Saturday, August 7, 2010

Seitan en Croute

I would normally consider the Seitan en Croute from Robin Robertson’s 1000 Vegan Recipes a “Sunday dinner” -- fancier than my typical weeknight fare, a dish that takes more time and concentration to put together. But I had a carton of mushrooms that didn’t look like they’d make it until Sunday, so I decided to suck it up and make it on a Friday! Anyway, Tony is working a rough schedule right now; he's on his feet all day and doesn’t get to eat much more than a couple of Power Bars. So I figured he deserved a nice meal to end his week.

I wanted to serve the seitan pies (croutes?) on a bed of mashed potatoes, covered in a Madeira wine reduction. I made the potatoes early in the day, assisted as always by my helpers Jackson and Olivia. I also took out two loaves of steamed white seitan (recipe from Viva Vegan) from the freezer to thaw.

Later, while the puff pastry thawed for 20 minutes, I made the mushroom stuffing and sliced the seitan into thin pieces. This was my first time using puff pastry. It was easy to roll out between two sheets of parchment paper. I was worried that it would tear while I was assembling the pies, but I did my best not to overfill them and it was OK. Next, the pies needed to firm up in the fridge for 30 minutes, so while that was going on, I made the wine sauce (recipe also from 1000 Vegan Recipes). When Tony got home, all I needed to do was bake the pies for 20 minutes. I brushed the tops with a little soy milk so they would turn a nice golden brown.

So how did they turn out? I thought they looked like giant mushrooms sitting on a mashed potato “stem,” ha! They tasted great. All the flavors blended well. I’m sure you could use any seitan recipe you like or use store-bought. It cooks up very nicely inside its little crust, doesn’t turn slimy or overly chewy (that’s a pet peeve for Tony and me).
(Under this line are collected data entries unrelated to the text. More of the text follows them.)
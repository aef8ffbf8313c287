// ==========================================
// 整车配置规划 - 目录版本仓储
// ==========================================
// 职责: 保存/列出/读取目录快照版本
// 说明: 快照体 (bundle_json) 只在恢复时读取,列表不返回
// ==========================================

use crate::domain::snapshot::CatalogBundle;
use crate::domain::version::CatalogVersion;
use crate::repository::error::{RepositoryError, RepositoryResult};
use chrono::{DateTime, Utc};
use rusqlite::types::Type;
use rusqlite::{params, Connection, OptionalExtension, Row};
use std::sync::{Arc, Mutex, MutexGuard};
use uuid::Uuid;

/// 版本完整内容
#[derive(Debug, Clone)]
pub struct CatalogVersionRecord {
    pub version: CatalogVersion,
    pub bundle: CatalogBundle,
    pub config_snapshot_json: Option<String>,
}

pub(crate) fn parse_timestamp(row: &Row<'_>, idx: usize) -> rusqlite::Result<DateTime<Utc>> {
    let raw: String = row.get(idx)?;
    DateTime::parse_from_rfc3339(&raw)
        .map(|dt| dt.with_timezone(&Utc))
        .map_err(|e| rusqlite::Error::FromSqlConversionFailure(idx, Type::Text, Box::new(e)))
}

fn map_version(row: &Row<'_>) -> rusqlite::Result<CatalogVersion> {
    Ok(CatalogVersion {
        id: row.get(0)?,
        name: row.get(1)?,
        description: row.get(2)?,
        created_at: parse_timestamp(row, 3)?,
        created_by: row.get(4)?,
    })
}

// ==========================================
// CatalogVersionRepository
// ==========================================
pub struct CatalogVersionRepository {
    conn: Arc<Mutex<Connection>>,
}

impl CatalogVersionRepository {
    pub fn from_connection(conn: Arc<Mutex<Connection>>) -> Self {
        Self { conn }
    }

    fn get_conn(&self) -> RepositoryResult<MutexGuard<'_, Connection>> {
        self.conn
            .lock()
            .map_err(|e| RepositoryError::LockError(e.to_string()))
    }

    /// 保存版本
    ///
    /// name 为空时按 "Version N" 命名 (N = 已有版本数 + 1)
    pub fn create(
        &self,
        name: Option<&str>,
        description: Option<&str>,
        created_by: Option<&str>,
        bundle: &CatalogBundle,
        config_snapshot_json: Option<&str>,
    ) -> RepositoryResult<CatalogVersion> {
        let conn = self.get_conn()?;

        let name = match name.map(str::trim).filter(|n| !n.is_empty()) {
            Some(n) => n.to_string(),
            None => {
                let count: i64 =
                    conn.query_row("SELECT COUNT(*) FROM catalog_version", [], |row| row.get(0))?;
                format!("Version {}", count + 1)
            }
        };

        let version = CatalogVersion {
            id: Uuid::new_v4().to_string(),
            name,
            description: description.map(str::to_string),
            created_at: Utc::now(),
            created_by: created_by.unwrap_or("system").to_string(),
        };

        conn.execute(
            "INSERT INTO catalog_version (
                id, name, description, created_at, created_by, bundle_json, config_snapshot_json
             ) VALUES (?1, ?2, ?3, ?4, ?5, ?6, ?7)",
            params![
                version.id,
                version.name,
                version.description,
                version.created_at.to_rfc3339(),
                version.created_by,
                serde_json::to_string(bundle)?,
                config_snapshot_json,
            ],
        )?;

        tracing::info!(version_id = %version.id, name = %version.name, "目录版本已保存");
        Ok(version)
    }

    /// 列出版本 (按创建时间)
    pub fn list(&self) -> RepositoryResult<Vec<CatalogVersion>> {
        let conn = self.get_conn()?;
        let mut stmt = conn.prepare(
            "SELECT id, name, description, created_at, created_by
             FROM catalog_version ORDER BY created_at, id",
        )?;
        let rows = stmt.query_map([], map_version)?;
        let versions = rows.collect::<rusqlite::Result<Vec<_>>>()?;
        Ok(versions)
    }

    /// 读取版本完整内容
    pub fn find_record(&self, id: &str) -> RepositoryResult<Option<CatalogVersionRecord>> {
        let conn = self.get_conn()?;
        let row = conn
            .query_row(
                "SELECT id, name, description, created_at, created_by, bundle_json, config_snapshot_json
                 FROM catalog_version WHERE id = ?1",
                params![id],
                |row| {
                    Ok((
                        map_version(row)?,
                        row.get::<_, String>(5)?,
                        row.get::<_, Option<String>>(6)?,
                    ))
                },
            )
            .optional()?;

        match row {
            None => Ok(None),
            Some((version, bundle_json, config_snapshot_json)) => Ok(Some(CatalogVersionRecord {
                version,
                bundle: serde_json::from_str(&bundle_json)?,
                config_snapshot_json,
            })),
        }
    }
}
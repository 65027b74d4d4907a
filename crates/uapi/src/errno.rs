//! 错误码常量
//!
//! 数值与 Linux errno 保持一致，系统调用返回时取负。

/// 操作不被允许
pub const EPERM: isize = 1;
/// 文件或目录不存在
pub const ENOENT: isize = 2;
/// I/O 错误
pub const EIO: isize = 5;
/// 无效的文件描述符
pub const EBADF: isize = 9;
/// 资源暂时不可用
pub const EAGAIN: isize = 11;
/// 内存不足
pub const ENOMEM: isize = 12;
/// 权限被拒绝
pub const EACCES: isize = 13;
/// 地址访问错误
pub const EFAULT: isize = 14;
/// 设备或资源忙
pub const EBUSY: isize = 16;
/// 文件已存在
pub const EEXIST: isize = 17;
/// 设备不存在
pub const ENODEV: isize = 19;
/// 不是目录
pub const ENOTDIR: isize = 20;
/// 是目录
pub const EISDIR: isize = 21;
/// 无效参数
pub const EINVAL: isize = 22;
/// 不是终端设备
pub const ENOTTY: isize = 25;
/// 设备空间不足
pub const ENOSPC: isize = 28;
Since I’m focused on saving money on groceries these days, I would add that the Madeira wine is probably not totally necessary if you don’t feel like splurging on it just to cook with. There’s some in the stuffing, but it doesn’t lend a strong flavor, so I think vegetable broth could be substituted. As for the Madeira sauce, it has a subtle flavor, slightly sweet. Your favorite veggie gravy would also work.

Dessert was sort of a non-sequitir after our elegant dinner. None of us has much of a sweet tooth, but I admit I'm a sucker for anything with peanut butter – which is why I made Averie’s high-protein peanut butter chocolate chip cookie dough balls! They've really become a staple in our house. Jackson is a little guy and, while he is not a “picky” eater, he doesn’t eat a LOT, so I want everything he eats to be nutrient-dense. Fortunately he loves peanut butter (wonder where he got that from!) so when I saw Averie’s recipe I had to give it a try. These treats literally take only a couple minutes to assemble, and Jackson really loves them.

Hope you have a great weekend!


  1. I don't have that cookbook, but all the recipes I've seen from it look fantastic. I love my faux meat in bread and in croute.

    Those kids are cute enough to be in commercials.

  2. I *so* want that cookbook! And Vegan On The Cheap too! Your pie looks so yummy and cute, and so do your kids... cute, not yummy! That would be creepy! :D

    The little protein balls look awesome too! I love anything with nut butters, peanut, cashew, almond, it's all good.